Elderly kaumātua talked about the difficulty in getting a doctor’s appointment, joining up healthcare services in a single location and accessing support from marae. Ngarangi Williams (Ngāti Awa), who described herself as whānau of the IMPB and supportive of its kaupapa, spoke of her conversations with tamariki aged 12 years and under about their experience of healthcare: “The descriptive words they used were ‘not safe’.
“I thought that was quite confronting.”
Regional concerns
Regional differences have also become clear. While Māori living in Kāpiti talk of whānau issues, people in the Hutt Valley have highlighted cold, damp housing and the prevalence of respiratory issues.
Pollution and water quality are a concern around Porirua, says Ms Ropata, “and that is a public health issue and a wellbeing issue because our community can’t swim in Porirua Harbour…”
She also referenced the lingering impact of a two-year absence of fluoride in the town water supply: “The impact on babies was significant; the dental issues facing families with five-, six-, seven-year-olds are still significant.
“I guess that interconnection of whenua, wai and whānau – that is the angle we come from. We have to focus on social determinants, welfare and healing…”
Untapped resource
Board member Tane Cassidy (Ngāpuhi) says until now, governments have failed to tap into the whānau voice “because it is the Government that has been asking the questions.

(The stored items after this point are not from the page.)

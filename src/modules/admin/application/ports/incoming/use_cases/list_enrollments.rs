use async_trait::async_trait;

use crate::admin::application::domain::analytics::EnrichedEnrollment;
use crate::admin::application::ports::outgoing::AdminQueryError;

#[derive(Debug, Clone, PartialEq, thiserror::Error)]
pub enum ListEnrollmentsError {
    #[error("Repository error: {0}")]
    RepositoryError(String),
}

impl From<AdminQueryError> for ListEnrollmentsError {
    fn from(err: AdminQueryError) -> Self {
        ListEnrollmentsError::RepositoryError(err.to_string())
    }
}

#[async_trait]
pub trait ListEnrollmentsUseCase: Send + Sync {
    async fn execute(&self) -> Result<Vec<EnrichedEnrollment>, ListEnrollmentsError>;
}
use async_trait::async_trait;
use uuid::Uuid;

use crate::course::application::ports::outgoing::CourseRepositoryError;

#[derive(Debug, Clone, PartialEq, thiserror::Error)]
pub enum DeleteCourseError {
    #[error("Course not found")]
    NotFound,

    #[error("Cannot delete course with {0} enrollment(s)")]
    HasEnrollments(u64),

    #[error("Repository error: {0}")]
    RepositoryError(String),
}

impl From<CourseRepositoryError> for DeleteCourseError {
    fn from(err: CourseRepositoryError) -> Self {
        match err {
            CourseRepositoryError::NotFound => DeleteCourseError::NotFound,
            CourseRepositoryError::HasEnrollments(n) => DeleteCourseError::HasEnrollments(n),
            other => DeleteCourseError::RepositoryError(other.to_string()),
        }
    }
}

#[async_trait]
pub trait DeleteCourseUseCase: Send + Sync {
    async fn execute(&self, course_id: Uuid) -> Result<(), DeleteCourseError>;
}
use actix_web::{delete, web, Responder};
use tracing::error;
use uuid::Uuid;

use crate::admin::application::ports::incoming::use_cases::DeleteCourseError;
use crate::api::schemas::{ErrorResponse, SuccessResponse};
use crate::course::adapter::incoming::web::routes::dto::MessageResponse;
use crate::shared::api::ApiResponse;
use crate::AppState;

/// Delete a course nobody has enrolled in
#[utoipa::path(
    delete,
    path = "/api/admin/courses/{course_id}",
    tag = "admin",
    security(("bearer_auth" = [])),
    params(("course_id" = Uuid, Path, description = "Course id")),
    responses(
        (status = 200, description = "Course deleted", body = inline(SuccessResponse<MessageResponse>)),
        (status = 400, description = "Course still has enrollments", body = ErrorResponse),
        (status = 403, description = "Admin access required", body = ErrorResponse),
        (status = 404, description = "Course not found", body = ErrorResponse),
    )
)]
#[delete("/courses/{course_id}")]
pub async fn delete_course_handler(
    path: web::Path<Uuid>,
    data: web::Data<AppState>,
) -> impl Responder {
    let course_id = path.into_inner();

    match data.admin.delete_course.execute(course_id).await {
        Ok(()) => ApiResponse::success(MessageResponse::new("Course deleted successfully")),
        Err(e @ DeleteCourseError::HasEnrollments(_)) => {
            ApiResponse::bad_request("COURSE_HAS_ENROLLMENTS", &e.to_string())
        }
        Err(DeleteCourseError::NotFound) => {
            ApiResponse::not_found("COURSE_NOT_FOUND", "Course not found")
        }
        Err(DeleteCourseError::RepositoryError(e)) => {
            error!(course_id = %course_id, "Failed to delete course: {}", e);
            ApiResponse::internal_error()
        }
    }
}
use async_trait::async_trait;
use sea_orm::{DatabaseConnection, DbErr, EntityTrait, QueryOrder};
use std::sync::Arc;

use crate::admin::application::ports::outgoing::{AdminQuery, AdminQueryError};
use crate::auth::adapter::outgoing::sea_orm_entity::users::{
    Column as UserColumn, Entity as UserEntity,
};
use crate::auth::application::domain::entities::User;
use crate::course::adapter::outgoing::sea_orm_entity::courses::{
    Column as CourseColumn, Entity as CourseEntity,
};
use crate::course::adapter::outgoing::sea_orm_entity::enrollments::{
    Column as EnrollmentColumn, Entity as EnrollmentEntity,
};
use crate::course::application::domain::entities::{Course, Enrollment};

#[derive(Clone, Debug)]
pub struct AdminQueryPostgres {
    db: Arc<DatabaseConnection>,
}

impl AdminQueryPostgres {
    pub fn new(db: Arc<DatabaseConnection>) -> Self {
        Self { db }
    }
}

fn map_db_err(e: DbErr) -> AdminQueryError {
    AdminQueryError::DatabaseError(e.to_string())
}

fn decode_all<M, T>(
    models: Vec<M>,
    into_domain: impl Fn(M) -> Result<T, String>,
) -> Result<Vec<T>, AdminQueryError> {
    models
        .into_iter()
        .map(|m| into_domain(m).map_err(AdminQueryError::SerializationError))
        .collect()
}

#[async_trait]
impl AdminQuery for AdminQueryPostgres {
    async fn list_users(&self) -> Result<Vec<User>, AdminQueryError> {
        let models = UserEntity::find()
            .order_by_desc(UserColumn::CreatedAt)
            .all(&*self.db)
            .await
            .map_err(map_db_err)?;

        decode_all(models, |m| m.into_domain())
    }

    async fn list_courses(&self) -> Result<Vec<Course>, AdminQueryError> {
        let models = CourseEntity::find()
            .order_by_desc(CourseColumn::CreatedAt)
            .all(&*self.db)
            .await
            .map_err(map_db_err)?;

        decode_all(models, |m| m.into_domain())
    }

    async fn list_enrollments(&self) -> Result<Vec<Enrollment>, AdminQueryError> {
        let models = EnrollmentEntity::find()
            .order_by_desc(EnrollmentColumn::EnrolledAt)
            .all(&*self.db)
            .await
            .map_err(map_db_err)?;

        decode_all(models, |m| m.into_domain())
    }
}
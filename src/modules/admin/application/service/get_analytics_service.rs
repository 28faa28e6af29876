use async_trait::async_trait;
use chrono::{DateTime, Utc};

use crate::admin::application::domain::analytics::{
    course_stats, monthly_trends, top_courses, type_distribution, TOP_COURSES, TREND_MONTHS,
};
use crate::admin::application::ports::incoming::use_cases::{
    AnalyticsReport, GetAnalyticsError, GetAnalyticsUseCase,
};
use crate::admin::application::ports::outgoing::AdminQuery;

pub struct GetAnalyticsService<Q>
where
    Q: AdminQuery,
{
    query: Q,
}

impl<Q> GetAnalyticsService<Q>
where
    Q: AdminQuery,
{
    pub fn new(query: Q) -> Self {
        Self { query }
    }

    async fn report_at(&self, now: DateTime<Utc>) -> Result<AnalyticsReport, GetAnalyticsError> {
        let courses = self.query.list_courses().await?;
        let enrollments = self.query.list_enrollments().await?;

        Ok(AnalyticsReport {
            monthly_trends: monthly_trends(&enrollments, now, TREND_MONTHS),
            course_type_distribution: type_distribution(&courses),
            top_courses: top_courses(course_stats(&courses, &enrollments), TOP_COURSES),
        })
    }
}

#[async_trait]
impl<Q> GetAnalyticsUseCase for GetAnalyticsService<Q>
where
    Q: AdminQuery + Send + Sync,
{
    async fn execute(&self) -> Result<AnalyticsReport, GetAnalyticsError> {
        self.report_at(Utc::now()).await
    }
}
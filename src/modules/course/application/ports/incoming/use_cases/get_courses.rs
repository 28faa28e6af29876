use async_trait::async_trait;

use crate::course::application::domain::entities::Course;
use crate::course::application::ports::outgoing::CourseQueryError;

#[derive(Debug, Clone, PartialEq, thiserror::Error)]
pub enum GetCoursesError {
    #[error("repository error: {0}")]
    RepositoryError(String),
}

impl From<CourseQueryError> for GetCoursesError {
    fn from(err: CourseQueryError) -> Self {
        GetCoursesError::RepositoryError(err.to_string())
    }
}

/// Public catalogue. Paid courses only expose their preview lessons.
#[async_trait]
pub trait GetCoursesUseCase: Send + Sync {
    async fn execute(&self) -> Result<Vec<Course>, GetCoursesError>;
}
pub mod password_hasher;
pub mod token_provider;
pub mod user_query;
pub mod user_repository;

pub use password_hasher::{HashError, PasswordHasher};
pub use token_provider::{TokenClaims, TokenError, TokenProvider};
pub use user_query::{UserQuery, UserQueryError};
pub use user_repository::{UserRepository, UserRepositoryError};
pub mod argon2_hasher;

pub use argon2_hasher::Argon2Hasher;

“We have a better chance of fulfilling that obligation because we are closer to our
people, but if we can show a way of doing it well, others can pick up that
methodology.”
Their community engagement programme is being supplemented by a data platform developed with the Health Quality & Safety Commission, which collates regional data on social determinants of health, such as gambling, alcohol consumption, housing and fast-food availability.
What comes next remains a concern, as iwi Māori partnership boards will be reviewed next April, just before their contracts end in June.
Financials
Āti Awa Toa Hauora covers four whaitua: Kāpiti, Porirua, Pōneke and Te Awa Kairangi. The board’s audited financial statement shows it received $500,000 in its first year, followed by a top-up of $1.6 million last year, and retains unspent reserves of $1.82 million.
The top-up funding from Te Aka Whai Ora was to boost IMPB capability by helping meet each board’s establishment costs.
The approach taken by Āti Awa Toa Hauora to its establishment, growth, and spending meant many set up costs were not incurred last year, leaving the reserve taken into the current financial year.
After nine months, the executive chair says it is now in implementation mode and ready to make progress on the work programme set out in its community health plan. The board recently hosted a meeting of all PHOs within its rohe to discuss the potential impact of the Government’s soon-to-be-released “meso” organisations report. The meeting ended with a Ngāpuhi proverb: “He nui rawa ō mahi kia kore e mahi tonu.”
“We have come too far not to go further. We have done too much not to do more.”